Suyá

Total population
- 330 (2010)

Regions with significant populations
- Brazil (Mato Grosso)

Languages
- Suyá language

Religion
- traditional tribal religion

= Suyá =

Indigenous people of Brazil

The Suyá, self-denomination Kisêdjê, are Indigenous people in Brazil, at the headwaters of the Xingu River.

Historically, they were known for their lip plates, an unusual form of body modification which they practiced. After marriage, Suyá men used to have their lower lip pierced, and have a small wooden disk placed inside. The size of the disk would be gradually increased as time went on, permanently changing the size of the lip.

Like many other tribes in the upper Xingu, the Suyá have been devastated by diseases introduced by European explorers in the late 19th and early 20th centuries. After the establishment of the Xingu Indigenous Park in the 1960s, and after the introduction of organised medical care into the area, the population of the Suyá grew greatly. Their population has increased from 123 in 1970, to 330 in 2010.

== Language ==
The kisêdjê language is of the jê family.

==Cultural History==
There are not many archaeological or ethnographic records extending back before 1884 because little cultural material can be preserved in the humid tropics, and most materials used were organic. However, the ethnographic evidence that does exist claims that the Suyá music people made a long journey from a territory more than 1,100 kilometers to the northeast, fleeing and fighting enemies. They migrated to the Xingu region around 1840, where they met with a number of groups with whom they obtained women, children, and exchanged items. Although many of these tribes spoke different languages they shared a similar culture, and the region where they settled is often referred to today as the "Upper Xingu Culture Area." From the Xingu they adopted many aspects of their culture such as; canoes, hammocks, and ceremonies. They also adapted food preparation techniques, such as believing that all food must be cooked before eaten. Body ornamentation was also an aspect of their culture that they took on. Body ornaments are significant markers of age and status.

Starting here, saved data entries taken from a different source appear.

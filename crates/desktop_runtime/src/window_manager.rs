//! Per-window geometry state machine: drag, resize, and maximize/restore.
//!
//! Geometry belongs to the mounted window, not to [`crate::model::DesktopState`]. The view layer
//! feeds pointer input into [`WindowFrame::apply`] and acquires or releases its document-level
//! pointer listeners according to the returned [`ListenerIntent`].

use crate::model::{
    PointerPosition, Viewport, WindowRect, MIN_WINDOW_HEIGHT, MIN_WINDOW_WIDTH,
};

/// Base offset for a freshly opened window, on both axes.
pub const INITIAL_OFFSET_BASE: i32 = 50;
/// Random spread added on top of [`INITIAL_OFFSET_BASE`].
pub const INITIAL_OFFSET_SPREAD: f64 = 100.0;

#[derive(Debug, Clone, Copy, PartialEq, Eq)]
/// Pointer gesture in progress.
pub enum Gesture {
    /// No gesture.
    Idle,
    /// Title bar drag; `offset` is pointer minus window origin at gesture start.
    Dragging {
        /// Grab offset.
        offset: PointerPosition,
    },
    /// Bottom-right handle resize.
    Resizing {
        /// Pointer at gesture start.
        pointer_start: PointerPosition,
        /// Width and height at gesture start.
        size_start: (i32, i32),
    },
}

#[derive(Debug, Clone, Copy, PartialEq, Eq)]
/// Pointer and control input for one window.
pub enum WindowInput {
    /// Primary pointer pressed inside the title bar.
    TitleBarDown {
        /// Pointer position.
        pointer: PointerPosition,
        /// Whether the press landed on a traffic-light control.
        on_control: bool,
    },
    /// Primary pointer pressed on the resize handle.
    ResizeHandleDown(PointerPosition),
    /// Document-level pointer move.
    PointerMove(PointerPosition),
    /// Document-level pointer release.
    PointerUp,
    /// Maximize control or title-bar double click.
    ToggleMaximize(Viewport),
    /// The window view is being torn down.
    Unmount,
}

#[derive(Debug, Clone, Copy, PartialEq, Eq)]
/// What the view layer must do with its document pointer listeners.
pub enum ListenerIntent {
    /// Install move/up listeners.
    Acquire,
    /// Drop the installed listeners.
    Release,
    /// Leave listeners as they are.
    Keep,
}

#[derive(Debug, Clone, Copy, PartialEq, Eq)]
/// Result of feeding one [`WindowInput`] into a [`WindowFrame`].
pub struct WindowOutcome {
    /// Listener bookkeeping for the view.
    pub listeners: ListenerIntent,
    /// Whether the rendered geometry changed.
    pub geometry_changed: bool,
}

impl WindowOutcome {
    const NONE: Self = Self {
        listeners: ListenerIntent::Keep,
        geometry_changed: false,
    };

    const fn moved() -> Self {
        Self {
            listeners: ListenerIntent::Keep,
            geometry_changed: true,
        }
    }
}

#[derive(Debug, Clone, Copy, PartialEq, Eq)]
/// Geometry and gesture state of one mounted window.
pub struct WindowFrame {
    /// Current rectangle.
    pub rect: WindowRect,
    /// Whether the window fills the desktop area.
    pub maximized: bool,
    /// Rectangle to return to when leaving the maximized state.
    pub restore_rect: Option<WindowRect>,
    /// Gesture in progress.
    pub gesture: Gesture,
}

impl WindowFrame {
    /// Creates an idle, non-maximized frame at `rect`.
    pub fn new(rect: WindowRect) -> Self {
        Self {
            rect,
            maximized: false,
            restore_rect: None,
            gesture: Gesture::Idle,
        }
    }

    /// Places a new `width` × `height` window at a randomized offset from two unit samples.
    pub fn with_random_offset(width: i32, height: i32, rx: f64, ry: f64) -> Self {
        let jitter = |r: f64| INITIAL_OFFSET_BASE + (r.clamp(0.0, 1.0) * INITIAL_OFFSET_SPREAD) as i32;
        Self::new(WindowRect {
            x: jitter(rx),
            y: jitter(ry),
            w: width,
            h: height,
        })
    }

    /// Whether a drag or resize is in progress.
    pub fn is_gesturing(&self) -> bool {
        self.gesture != Gesture::Idle
    }

    /// Whether the resize handle is shown.
    pub fn resize_handle_visible(&self) -> bool {
        !self.maximized
    }

    /// Inline CSS positioning the window.
    pub fn style(&self, z_index: u32) -> String {
        format!(
            "left:{}px;top:{}px;width:{}px;height:{}px;z-index:{};",
            self.rect.x, self.rect.y, self.rect.w, self.rect.h, z_index
        )
    }

    /// Applies `input` and reports listener and geometry changes.
    pub fn apply(&mut self, input: WindowInput) -> WindowOutcome {
        match input {
            WindowInput::TitleBarDown {
                pointer,
                on_control,
            } => {
                if self.is_gesturing() || on_control {
                    return WindowOutcome::NONE;
                }
                self.gesture = Gesture::Dragging {
                    offset: PointerPosition {
                        x: pointer.x - self.rect.x,
                        y: pointer.y - self.rect.y,
                    },
                };
                WindowOutcome {
                    listeners: ListenerIntent::Acquire,
                    geometry_changed: false,
                }
            }
            WindowInput::ResizeHandleDown(pointer) => {
                if self.is_gesturing() || self.maximized {
                    return WindowOutcome::NONE;
                }
                self.gesture = Gesture::Resizing {
                    pointer_start: pointer,
                    size_start: (self.rect.w, self.rect.h),
                };
                WindowOutcome {
                    listeners: ListenerIntent::Acquire,
                    geometry_changed: false,
                }
            }
            WindowInput::PointerMove(pointer) => match self.gesture {
                Gesture::Idle => WindowOutcome::NONE,
                Gesture::Dragging { offset } => {
                    self.rect = WindowRect {
                        x: pointer.x - offset.x,
                        y: pointer.y - offset.y,
                        ..self.rect
                    };
                    WindowOutcome::moved()
                }
                Gesture::Resizing {
                    pointer_start,
                    size_start: (w, h),
                } => {
                    let (dx, dy) = pointer.delta_from(pointer_start);
                    self.rect = WindowRect {
                        w: w + dx,
                        h: h + dy,
                        ..self.rect
                    }
                    .clamped_min(MIN_WINDOW_WIDTH, MIN_WINDOW_HEIGHT);
                    WindowOutcome::moved()
                }
            },
            WindowInput::PointerUp | WindowInput::Unmount => self.end_gesture(),
            WindowInput::ToggleMaximize(viewport) => {
                let mut outcome = self.end_gesture();
                if self.maximized {
                    if let Some(rect) = self.restore_rect.take() {
                        self.rect = rect;
                    }
                    self.maximized = false;
                } else {
                    self.restore_rect = Some(self.rect);
                    self.rect = viewport.maximized_rect();
                    self.maximized = true;
                }
                outcome.geometry_changed = true;
                outcome
            }
        }
    }

    fn end_gesture(&mut self) -> WindowOutcome {
        if self.is_gesturing() {
            self.gesture = Gesture::Idle;
            WindowOutcome {
                listeners: ListenerIntent::Release,
                geometry_changed: false,
            }
        } else {
            WindowOutcome::NONE
        }
    }
}

#[cfg(test)]
mod tests {
    use pretty_assertions::assert_eq;

    use super::*;

    fn at(x: i32, y: i32) -> PointerPosition {
        PointerPosition { x, y }
    }

    fn frame() -> WindowFrame {
        WindowFrame::new(WindowRect {
            x: 100,
            y: 80,
            w: 600,
            h: 400,
        })
    }

    fn title_bar_down(pointer: PointerPosition) -> WindowInput {
        WindowInput::TitleBarDown {
            pointer,
            on_control: false,
        }
    }

    const VIEWPORT: Viewport = Viewport {
        width: 1440,
        height: 900,
    };

    #[test]
    fn random_offset_stays_in_documented_band() {
        let low = WindowFrame::with_random_offset(600, 400, 0.0, 0.0);
        let high = WindowFrame::with_random_offset(600, 400, 0.999, 0.5);
        assert_eq!((low.rect.x, low.rect.y), (50, 50));
        assert_eq!((high.rect.x, high.rect.y), (149, 100));
        assert_eq!((high.rect.w, high.rect.h), (600, 400));
    }

    #[test]
    fn drag_follows_pointer_minus_grab_offset_without_clamping() {
        let mut frame = frame();
        let outcome = frame.apply(title_bar_down(at(110, 90)));
        assert_eq!(outcome.listeners, ListenerIntent::Acquire);

        frame.apply(WindowInput::PointerMove(at(5, 3)));
        assert_eq!((frame.rect.x, frame.rect.y), (-5, -7));

        let outcome = frame.apply(WindowInput::PointerUp);
        assert_eq!(outcome.listeners, ListenerIntent::Release);
        assert_eq!(frame.gesture, Gesture::Idle);

        let outcome = frame.apply(WindowInput::PointerMove(at(400, 400)));
        assert_eq!(outcome, WindowOutcome::NONE);
        assert_eq!((frame.rect.x, frame.rect.y), (-5, -7));
    }

    #[test]
    fn resize_never_goes_below_minimum() {
        let mut frame = frame();
        frame.apply(WindowInput::ResizeHandleDown(at(700, 480)));

        frame.apply(WindowInput::PointerMove(at(750, 530)));
        assert_eq!((frame.rect.w, frame.rect.h), (650, 450));

        for pointer in [at(0, 0), at(-500, 470), at(690, -900)] {
            frame.apply(WindowInput::PointerMove(pointer));
            assert!(frame.rect.w >= MIN_WINDOW_WIDTH, "{pointer:?}");
            assert!(frame.rect.h >= MIN_WINDOW_HEIGHT, "{pointer:?}");
        }
        assert_eq!((frame.rect.x, frame.rect.y), (100, 80));
    }

    #[test]
    fn maximize_then_restore_returns_exact_snapshot() {
        let mut frame = frame();
        let before = frame.rect;

        frame.apply(WindowInput::ToggleMaximize(VIEWPORT));
        assert!(frame.maximized);
        assert!(!frame.resize_handle_visible());
        assert_eq!(
            frame.rect,
            WindowRect {
                x: 0,
                y: 0,
                w: 1440,
                h: 868,
            }
        );

        frame.apply(WindowInput::ToggleMaximize(VIEWPORT));
        assert!(!frame.maximized);
        assert_eq!(frame.rect, before);
        assert_eq!(frame.restore_rect, None);
    }

    #[test]
    fn maximized_window_still_drags_but_does_not_resize() {
        let mut frame = frame();
        frame.apply(WindowInput::ToggleMaximize(VIEWPORT));
        assert_eq!(
            frame.apply(WindowInput::ResizeHandleDown(at(10, 10))),
            WindowOutcome::NONE
        );

        let outcome = frame.apply(title_bar_down(at(10, 10)));
        assert_eq!(outcome.listeners, ListenerIntent::Acquire);
        frame.apply(WindowInput::PointerMove(at(210, 110)));
        assert!(frame.maximized);
        assert_eq!((frame.rect.x, frame.rect.y), (200, 100));
        assert_eq!((frame.rect.w, frame.rect.h), (1440, 868));
    }

    #[test]
    fn press_on_a_control_never_starts_a_drag() {
        let mut frame = frame();
        let outcome = frame.apply(WindowInput::TitleBarDown {
            pointer: at(110, 90),
            on_control: true,
        });
        assert_eq!(outcome, WindowOutcome::NONE);
        assert_eq!(frame.gesture, Gesture::Idle);

        frame.apply(WindowInput::PointerMove(at(300, 300)));
        assert_eq!((frame.rect.x, frame.rect.y), (100, 80));
    }

    #[test]
    fn unmount_mid_gesture_releases_listeners() {
        let mut frame = frame();
        frame.apply(WindowInput::ResizeHandleDown(at(700, 480)));
        assert_eq!(
            frame.apply(WindowInput::Unmount).listeners,
            ListenerIntent::Release
        );
        assert_eq!(
            frame.apply(WindowInput::Unmount).listeners,
            ListenerIntent::Keep
        );
    }

    #[test]
    fn second_pointer_down_does_not_restart_gesture() {
        let mut frame = frame();
        frame.apply(title_bar_down(at(110, 90)));
        assert_eq!(
            frame.apply(WindowInput::ResizeHandleDown(at(700, 480))).listeners,
            ListenerIntent::Keep
        );
        assert!(matches!(frame.gesture, Gesture::Dragging { .. }));
    }

    #[test]
    fn style_renders_geometry() {
        assert_eq!(
            frame().style(2),
            "left:100px;top:80px;width:600px;height:400px;z-index:2;"
        );
    }
}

The Suyá community has always believed greatly in the collective good. They share everything from fire, food, land, songs, performances, shelter, clothes, and children. A child is raised by the whole community not just by their biological parents, although they know who their biological parents are they do not identify with them as a westernized person would, with a sense of ownership, to a Suyá person the entire community is their family. Their names also have much more importance than people from the western world attribute to names as well. They believe that names are central to the definition of who a person is and the groups to which he or she belongs; therefore, they pick their names very carefully. Today the Suyá live in a single village of about two hundred inhabitants on the banks of the Suiá-Miçu River. They speak a language belonging the northern branch of the Gê language family. They hunt, fish, gather supplies, and trade with frontier settlements to get their basic needs. They are also protected from frontier violence and the national market economy by a reservation system that intermittently provides health care and material goods and involves them in a new multiethnic social system. Their myths claim that, although the Suyá society always existed, in the beginning the people had no fire, no names, no garden crops, no lip-disc ornaments, and few songs. They acquired fire from the jaguar, garden crops from the mouse, lip discs from enemy Indians, names from a cannibal people living under the ground, and songs from all of these.